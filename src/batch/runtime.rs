//! The seam between the batch executor and the document it edits.

use async_trait::async_trait;
use serde_json::{Map, Value};
use thiserror::Error;

use crate::batch::LayoutConfig;
use crate::models::EntityRef;

/// Failure reported by the document runtime.
#[derive(Debug, Clone, PartialEq, Eq, Error)]
pub enum RuntimeError {
    #[error("Unknown command: {0}")]
    UnknownCommand(String),

    #[error("Invalid arguments for {command}: {reason}")]
    InvalidArgs { command: String, reason: String },

    #[error("Node not found: {0}")]
    NodeNotFound(String),

    #[error("{0}")]
    Failed(String),
}

/// Entity kinds that have a fast-path constructor.
#[derive(Debug, Clone, Copy, PartialEq, Eq)]
pub enum PrimitiveKind {
    Frame,
    Rectangle,
    Ellipse,
    Text,
}

impl PrimitiveKind {
    /// Map a creation command onto its fast-path constructor, if it has one.
    pub fn from_command(command: &str) -> Option<Self> {
        match command {
            "create-frame" => Some(PrimitiveKind::Frame),
            "create-rect" | "create-rectangle" => Some(PrimitiveKind::Rectangle),
            "create-ellipse" => Some(PrimitiveKind::Ellipse),
            "create-text" => Some(PrimitiveKind::Text),
            _ => None,
        }
    }

    pub fn as_str(&self) -> &'static str {
        match self {
            PrimitiveKind::Frame => "FRAME",
            PrimitiveKind::Rectangle => "RECTANGLE",
            PrimitiveKind::Ellipse => "ELLIPSE",
            PrimitiveKind::Text => "TEXT",
        }
    }

    /// Only containers can carry a layout.
    pub fn is_container(&self) -> bool {
        matches!(self, PrimitiveKind::Frame)
    }
}

/// Document operations the batch executor needs from the execution target.
///
/// `Node` is the runtime's in-process handle for an entity. Lookups by ID may
/// lag behind creation elsewhere in the document (eventual consistency), so
/// [`DocumentRuntime::lookup`] returning `None` is not proof of absence.
#[async_trait]
pub trait DocumentRuntime: Send + Sync {
    type Node: Clone + Send + Sync;

    /// Build an entity directly, without attaching it anywhere.
    async fn create_primitive(
        &self,
        kind: PrimitiveKind,
        args: &Map<String, Value>,
    ) -> Result<Self::Node, RuntimeError>;

    /// Run a command through the full single-command path.
    ///
    /// Creation commands place their own entity (honouring `parentId`) and
    /// return its `{id, name}`.
    async fn run_command(&self, command: &str, args: &Map<String, Value>)
        -> Result<Value, RuntimeError>;

    async fn lookup(&self, id: &str) -> Option<Self::Node>;

    fn identity(&self, node: &Self::Node) -> EntityRef;

    async fn append_child(&self, parent: &Self::Node, child: &Self::Node)
        -> Result<(), RuntimeError>;

    async fn insert_child(
        &self,
        parent: &Self::Node,
        child: &Self::Node,
        index: usize,
    ) -> Result<(), RuntimeError>;

    /// Attach to the default top-level container (the current page).
    async fn attach_to_default(&self, child: &Self::Node) -> Result<(), RuntimeError>;

    async fn apply_layout(&self, node: &Self::Node, layout: &LayoutConfig)
        -> Result<(), RuntimeError>;

    /// Close the current undo step so everything since the last commit undoes together.
    async fn commit(&self, label: &str) -> Result<(), RuntimeError>;
}
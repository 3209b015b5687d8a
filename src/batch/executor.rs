//! Execution phase: create, attach, lay out, commit.

use std::collections::HashMap;
use std::sync::Arc;

use serde_json::Value;
use thiserror::Error;

use crate::batch::{
    attach_with_retry, AttachOutcome, AttachmentClass, BatchPlan, Creation, DocumentRuntime,
    LayoutConfig, ParentLink, PlanError, PlannedEntity, RetryPolicy, RuntimeError,
};
use crate::models::{BatchOutcome, CommandSpec, EntityRef};

/// Batch failure.
///
/// Entities created before a failing command stay created; there is no
/// rollback. `created` lists them so callers can clean up if they want to.
#[derive(Debug, Error)]
pub enum BatchError {
    #[error(transparent)]
    Plan(#[from] PlanError),

    #[error("Batch command #{index} ({command}) failed: {source}")]
    CommandFailed {
        index: usize,
        command: String,
        created: Vec<EntityRef>,
        #[source]
        source: RuntimeError,
    },

    #[error("Batch command #{index} ({command}) did not return an entity id")]
    MissingIdentity {
        index: usize,
        command: String,
        created: Vec<EntityRef>,
    },

    #[error("Failed to finalize batch: {0}")]
    Finalize(#[source] RuntimeError),
}

impl BatchError {
    /// Entities that exist despite the failure.
    pub fn created(&self) -> &[EntityRef] {
        match self {
            BatchError::CommandFailed { created, .. }
            | BatchError::MissingIdentity { created, .. } => created,
            BatchError::Plan(_) | BatchError::Finalize(_) => &[],
        }
    }
}

/// Structural operation postponed until every entity in the batch exists.
struct DeferredOperation<N> {
    target: N,
    target_id: String,
    layout: LayoutConfig,
}

/// Placement of a batch entity, decided at creation time.
struct PendingAttachment<N> {
    child: N,
    class: AttachmentClass,
    parent_id: Option<String>,
    insert_index: Option<usize>,
}

/// Bookkeeping for one batch run.
struct RunState<N> {
    created: Vec<EntityRef>,
    node_cache: HashMap<String, N>,
    ref_table: HashMap<String, String>,
    attachments: Vec<PendingAttachment<N>>,
    deferred: Vec<DeferredOperation<N>>,
}

impl<N> RunState<N> {
    fn with_capacity(total: usize) -> Self {
        Self {
            created: Vec::with_capacity(total),
            node_cache: HashMap::new(),
            ref_table: HashMap::new(),
            attachments: Vec::new(),
            deferred: Vec::new(),
        }
    }
}

/// Runs batch plans against a [`DocumentRuntime`].
pub struct BatchExecutor<R: DocumentRuntime> {
    runtime: Arc<R>,
    retry: RetryPolicy,
}

impl<R: DocumentRuntime> BatchExecutor<R> {
    pub fn new(runtime: Arc<R>) -> Self {
        Self {
            runtime,
            retry: RetryPolicy::default(),
        }
    }

    pub fn with_retry(mut self, retry: RetryPolicy) -> Self {
        self.retry = retry;
        self
    }

    pub fn runtime(&self) -> &Arc<R> {
        &self.runtime
    }

    /// Plan and run `commands`.
    pub async fn execute(&self, commands: Vec<CommandSpec>) -> Result<BatchOutcome, BatchError> {
        let plan = BatchPlan::build(commands)?;
        let entities = self.run(plan).await?;
        Ok(BatchOutcome::from(entities))
    }

    /// Run a plan and return one identity per planned command, in order.
    ///
    /// Every entity, fast-path or full-command, is placed during finalize so
    /// siblings keep input order and external parents get the retry helper.
    /// On a mid-batch failure the entities created so far are still attached
    /// before the error is returned, but nothing is committed.
    pub async fn run(&self, plan: BatchPlan) -> Result<Vec<EntityRef>, BatchError> {
        let total = plan.len();
        let mut state = RunState::with_capacity(total);

        for entity in plan.into_entities() {
            if let Err(err) = self.create_entity(entity, &mut state).await {
                let created = state.created.len();
                if let Err(e) = self
                    .finalize(state.attachments, state.deferred, &state.node_cache)
                    .await
                {
                    tracing::warn!(error = %e, "Could not attach entities from failed batch");
                }
                tracing::warn!(created, error = %err, "Batch aborted");
                return Err(err);
            }
        }

        tracing::debug!(entities = total, refs = ?state.ref_table, "Batch entities created");

        self.finalize(state.attachments, state.deferred, &state.node_cache)
            .await
            .map_err(BatchError::Finalize)?;

        self.runtime
            .commit(&format!("Batch of {} entities", total))
            .await
            .map_err(BatchError::Finalize)?;

        Ok(state.created)
    }

    async fn create_entity(
        &self,
        entity: PlannedEntity,
        state: &mut RunState<R::Node>,
    ) -> Result<(), BatchError> {
        let parent_id = match &entity.parent {
            ParentLink::Batch(earlier) => Some(state.created[*earlier].id.clone()),
            ParentLink::Id(id) => Some(id.clone()),
            ParentLink::Root | ParentLink::UnresolvedRef(_) => None,
        };

        let failed = |source: RuntimeError, created: &[EntityRef]| BatchError::CommandFailed {
            index: entity.index,
            command: entity.command.clone(),
            created: created.to_vec(),
            source,
        };

        let (node, identity) = match entity.creation {
            Creation::Primitive(kind) => {
                let node = self
                    .runtime
                    .create_primitive(kind, &entity.args)
                    .await
                    .map_err(|source| failed(source, &state.created))?;
                let identity = self.runtime.identity(&node);
                (Some(node), identity)
            }
            Creation::Command => {
                // Placement keys were stripped by the planner; the command lands
                // in the default container and is moved during finalize.
                let result = self
                    .runtime
                    .run_command(&entity.command, &entity.args)
                    .await
                    .map_err(|source| failed(source, &state.created))?;

                let identity =
                    identity_from_result(&result).ok_or_else(|| BatchError::MissingIdentity {
                        index: entity.index,
                        command: entity.command.clone(),
                        created: state.created.clone(),
                    })?;

                let node = self.runtime.lookup(&identity.id).await;
                if node.is_none() {
                    tracing::warn!(
                        id = %identity.id,
                        command = %entity.command,
                        "Created entity not visible yet, leaving it where the command put it"
                    );
                }
                (node, identity)
            }
        };

        if let Some(node) = node {
            let class = match &parent_id {
                None => AttachmentClass::Root,
                Some(id) if state.node_cache.contains_key(id) => AttachmentClass::Internal,
                Some(_) => AttachmentClass::External,
            };

            if let Some(layout) = entity.layout {
                state.deferred.push(DeferredOperation {
                    target: node.clone(),
                    target_id: identity.id.clone(),
                    layout,
                });
            }

            state.attachments.push(PendingAttachment {
                child: node.clone(),
                class,
                parent_id,
                insert_index: entity.insert_index,
            });
            state.node_cache.insert(identity.id.clone(), node);
        }

        if let Some(name) = entity.ref_name {
            state.ref_table.insert(name, identity.id.clone());
        }
        state.created.push(identity);
        Ok(())
    }

    async fn finalize(
        &self,
        attachments: Vec<PendingAttachment<R::Node>>,
        deferred: Vec<DeferredOperation<R::Node>>,
        node_cache: &HashMap<String, R::Node>,
    ) -> Result<(), RuntimeError> {
        let (internal, rest): (Vec<_>, Vec<_>) = attachments
            .into_iter()
            .partition(|a| a.class == AttachmentClass::Internal);

        for attachment in &internal {
            let parent = attachment
                .parent_id
                .as_ref()
                .and_then(|id| node_cache.get(id))
                .ok_or_else(|| {
                    RuntimeError::NodeNotFound(attachment.parent_id.clone().unwrap_or_default())
                })?;
            match attachment.insert_index {
                Some(index) => {
                    self.runtime
                        .insert_child(parent, &attachment.child, index)
                        .await?
                }
                None => self.runtime.append_child(parent, &attachment.child).await?,
            }
        }

        // Most recently created first, so containers size against finished children.
        for operation in deferred.iter().rev() {
            tracing::trace!(node = %operation.target_id, "Applying deferred layout");
            self.runtime
                .apply_layout(&operation.target, &operation.layout)
                .await?;
        }

        let (roots, external): (Vec<_>, Vec<_>) = rest
            .into_iter()
            .partition(|a| a.class == AttachmentClass::Root);

        for attachment in &roots {
            self.runtime.attach_to_default(&attachment.child).await?;
        }

        let mut degraded = 0usize;
        for attachment in &external {
            let parent_id = attachment.parent_id.as_deref().unwrap_or_default();
            let outcome = attach_with_retry(
                self.runtime.as_ref(),
                &attachment.child,
                parent_id,
                attachment.insert_index,
                &self.retry,
            )
            .await?;
            if outcome == AttachOutcome::Degraded {
                degraded += 1;
            }
        }

        if degraded > 0 {
            tracing::warn!(degraded, "Some batch entities were attached to the default container");
        }
        Ok(())
    }
}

____

What the task requires:
Work out how many lines of the material contain the string "filename"; nothing except that figure should be given.

Response to this task:
2